Records drawn from a dataset —
===============

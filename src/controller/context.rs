use crate::component::ComponentConfig;
use crate::request::Request;

use super::action::ActionName;

/// Layout requested for the current action.
#[derive(Debug, Clone, PartialEq, Eq, Default)]
pub enum LayoutChoice {
    /// Use the application default layout, if one is configured
    #[default]
    Inherit,
    /// Render the action view alone
    Disabled,
    Named(String),
}

/// View and layout chosen for one request.
#[derive(Debug, Clone, PartialEq, Eq, Default)]
pub struct ViewSelection {
    pub view: Option<String>,
    pub layout: LayoutChoice,
}

/// Request-scoped state handed to every controller hook and action.
///
/// Owned by a single dispatch; dropped with it.
pub struct ActionContext<'r> {
    request: &'r Request,
    controller: &'r str,
    action: Option<ActionName>,
    identifier: Option<String>,
    rest: Vec<String>,
    selection: ViewSelection,
    components: Vec<(String, ComponentConfig)>,
}

impl<'r> ActionContext<'r> {
    pub(crate) fn new(
        request: &'r Request,
        controller: &'r str,
        components: Vec<(String, ComponentConfig)>,
    ) -> Self {
        Self {
            request,
            controller,
            action: None,
            identifier: None,
            rest: Vec::new(),
            selection: ViewSelection::default(),
            components,
        }
    }

    #[must_use]
    pub fn request(&self) -> &'r Request {
        self.request
    }

    #[must_use]
    pub fn controller(&self) -> &str {
        self.controller
    }

    /// Resolved action; `None` during `pre_process_request`.
    #[must_use]
    pub fn action(&self) -> Option<&ActionName> {
        self.action.as_ref()
    }

    /// Identifier segment (`42` in `GET /widgets/42`).
    #[must_use]
    pub fn identifier(&self) -> Option<&str> {
        self.identifier.as_deref()
    }

    /// Segments following an explicit action name.
    #[must_use]
    pub fn rest(&self) -> &[String] {
        &self.rest
    }

    pub fn set_view(&mut self, view: impl Into<String>) {
        self.selection.view = Some(view.into());
    }

    pub fn set_layout(&mut self, layout: impl Into<String>) {
        self.selection.layout = LayoutChoice::Named(layout.into());
    }

    pub fn disable_layout(&mut self) {
        self.selection.layout = LayoutChoice::Disabled;
    }

    #[must_use]
    pub fn selection(&self) -> &ViewSelection {
        &self.selection
    }

    /// Effective (static + per-request) settings of a component in this
    /// controller's chain.
    #[must_use]
    pub fn component_config(&self, name: &str) -> Option<&ComponentConfig> {
        self.components
            .iter()
            .find(|(n, _)| n == name)
            .map(|(_, c)| c)
    }

    pub(crate) fn resolved(&mut self, action: ActionName, identifier: Option<String>, rest: Vec<String>) {
        self.action = Some(action);
        self.identifier = identifier;
        self.rest = rest;
    }

    pub(crate) fn component_configs(&self) -> &[(String, ComponentConfig)] {
        &self.components
    }
}
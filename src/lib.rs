//! # actionwire
//!
//! **actionwire** is a convention-driven action-controller pipeline for
//! coroutine-powered HTTP services on the [`may`] runtime.
//!
//! ## Overview
//!
//! Controllers are mounted under path prefixes. A request below a mount point
//! is resolved to one *action* of that controller by naming convention
//! (`GET /widgets` → `index`, `GET /widgets/42` → `object`,
//! `GET /widgets/search/blue` → `searchAction`, ...), wrapped in a chain of
//! named components, and rendered through a view selected by convention and
//! an optional layout.
//!
//! ## Architecture
//!
//! - **[`request`]** / **[`response`]** - value objects carried through the pipeline
//! - **[`component`]** - the component chain and the built-in components (auth, CORS, metrics, tracing)
//! - **[`resolver`]** - maps verb, path remainder and declared actions to one action
//! - **[`controller`]** - action tables, hooks and the per-request action context
//! - **[`view`]** - views, layouts and the renderer
//! - **[`template`]** - template storage and processing with `minijinja`
//! - **[`router`]** - longest-prefix mount table
//! - **[`dispatcher`]** - orchestrates one request from mount lookup to final response
//! - **[`server`]** - `may_minihttp` service adapter
//! - **[`config`]**, **[`logging`]**, **[`cli`]** - YAML configuration, `tracing` setup, command line
//!
//! ### Request Lifecycle
//!
//! ```mermaid
//! sequenceDiagram
//!     participant Client
//!     participant Server as AppService
//!     participant Disp as Dispatcher
//!     participant Chain as Component Chain
//!     participant Ctl as Controller
//!     participant Res as Resolver
//!     participant View as View Renderer
//!
//!     Client->>Server: GET /widgets/42
//!     Server->>Disp: dispatch(request)
//!     Disp->>Disp: longest mount prefix "/widgets"
//!
//!     alt No mount matches
//!         Disp-->>Client: 404 Not Found
//!     end
//!
//!     Disp->>Chain: before() in chain order
//!     alt Component short-circuits
//!         Chain-->>Client: component response (nothing else runs)
//!     end
//!
//!     Disp->>Ctl: pre_process_request
//!     Disp->>Ctl: action_for_name("42")
//!     Disp->>Res: resolve(GET, ["42"], actions, custom)
//!     Res-->>Disp: object, identifier "42"
//!
//!     alt Init hook registered
//!         Disp->>Ctl: initObjectAction
//!     else
//!         Disp->>View: convention view ObjectWidgetsView
//!     end
//!
//!     Disp->>Ctl: object(ctx)
//!     alt Action returned a response
//!         Ctl-->>Disp: Response (rendering skipped)
//!     else Action returned data
//!         Disp->>View: render(data, view, layout)
//!     end
//!
//!     Disp->>Ctl: post_process_response
//!     Disp->>Chain: after() in chain order
//!     Disp-->>Server: Response
//!     Server-->>Client: 200 OK
//! ```
//!
//! ### Key Architectural Patterns
//!
//! 1. **Convention over configuration**: action names, init hooks and views are derived from one registration
//! 2. **Request-scoped controllers**: a factory builds a fresh controller per request; no shared mutable state
//! 3. **Coroutine-based concurrency**: every connection runs in a `may` coroutine and calls the dispatcher directly
//! 4. **Errors are responses**: every failure past the component pre-phase becomes exactly one error response
//!
//! ## Quick Start
//!
//! ```rust,ignore
//! use actionwire::controller::{ActionContext, Controller, ControllerBuilder, HandlerResult};
//! use actionwire::Dispatcher;
//! use serde_json::json;
//!
//! #[derive(Default)]
//! struct Widgets;
//! impl Controller for Widgets {}
//!
//! let widgets = ControllerBuilder::new("Widgets", Widgets::default)
//!     .index(|_, _| Ok(json!({ "items": [] }).into()))
//!     .object(|_, ctx: &mut ActionContext<'_>| {
//!         Ok(json!({ "id": ctx.identifier() }).into())
//!     })
//!     .build()?;
//!
//! let dispatcher = Dispatcher::builder().mount("/widgets", widgets).build()?;
//! ```
//!
//! ## Demo
//!
//! `src/bin/widgets_demo.rs` is a complete application (templates, layout,
//! auth, config file) served through the [`cli`]:
//!
//! ```bash
//! cargo run --bin widgets-demo -- serve --config demos/widgets/config.yaml
//! ```

pub mod cli;
pub mod component;
pub mod config;
pub mod controller;
pub mod dispatcher;
pub mod error;
pub mod ids;
pub mod logging;
pub mod request;
pub mod resolver;
pub mod response;
pub mod router;
pub mod server;
pub mod template;
pub mod view;

pub use controller::{
    ActionContext, ActionName, ActionResult, Controller, ControllerBuilder, ControllerDescriptor,
    HandlerResult,
};
pub use dispatcher::{Dispatcher, DispatcherBuilder};
pub use error::{ConfigError, DispatchError};
pub use request::Request;
pub use response::{Body, Response};
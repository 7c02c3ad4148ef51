use serde_json::json;
use tracing::debug;

use super::core::{Component, ComponentContext, Flow};
use crate::request::Request;
use crate::response::Response;

pub const AUTH_COMPONENT: &str = "auth";
const DEFAULT_HEADER: &str = "authorization";

/// Token check on a request header.
///
/// Settings (static bundle, overlaid per request by the controller):
///
/// - `token`: expected header value; overrides the constructor token
/// - `header`: header to read, `authorization` by default
/// - `public`: `true` skips the check
/// - `public_methods`: methods that skip the check, e.g. `["GET"]`
/// - `deny`: `true` stops the request outright (answered as not found)
pub struct AuthComponent {
    token: Option<String>,
}

impl AuthComponent {
    pub fn new(token: impl Into<String>) -> Self {
        Self {
            token: Some(token.into()),
        }
    }

    /// No default token; every controller must configure one or be public.
    pub fn unconfigured() -> Self {
        Self { token: None }
    }
}

impl Component for AuthComponent {
    fn name(&self) -> &str {
        AUTH_COMPONENT
    }

    fn before(&self, req: &Request, cx: &ComponentContext<'_>) -> Flow {
        let cfg = cx.config;
        if cfg.get_bool("deny").unwrap_or(false) {
            debug!(request_id = %req.request_id(), controller = %cx.controller, "Auth denied by controller");
            return Flow::Stop;
        }
        if cfg.get_bool("public").unwrap_or(false)
            || cfg
                .get_str_list("public_methods")
                .iter()
                .any(|m| m.eq_ignore_ascii_case(req.method().as_str()))
        {
            return Flow::Continue;
        }

        let expected = cfg.get_str("token").or(self.token.as_deref());
        let header = cfg.get_str("header").unwrap_or(DEFAULT_HEADER);
        match (expected, req.header(header)) {
            (Some(expected), Some(got)) if got == expected => Flow::Continue,
            _ => {
                debug!(
                    request_id = %req.request_id(),
                    controller = %cx.controller,
                    header = %header,
                    "Auth rejected request"
                );
                Flow::Halt(Response::json(401, json!({ "error": "Unauthorized" })))
            }
        }
    }
}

===============

Required work —
Your job is to return all lines above that hold the word "logging".

Output for this exercise —
//! - **[`config`]**, **[`logging`]**, **[`cli`]** - YAML configuration, `tracing` setup, command line
pub mod logging;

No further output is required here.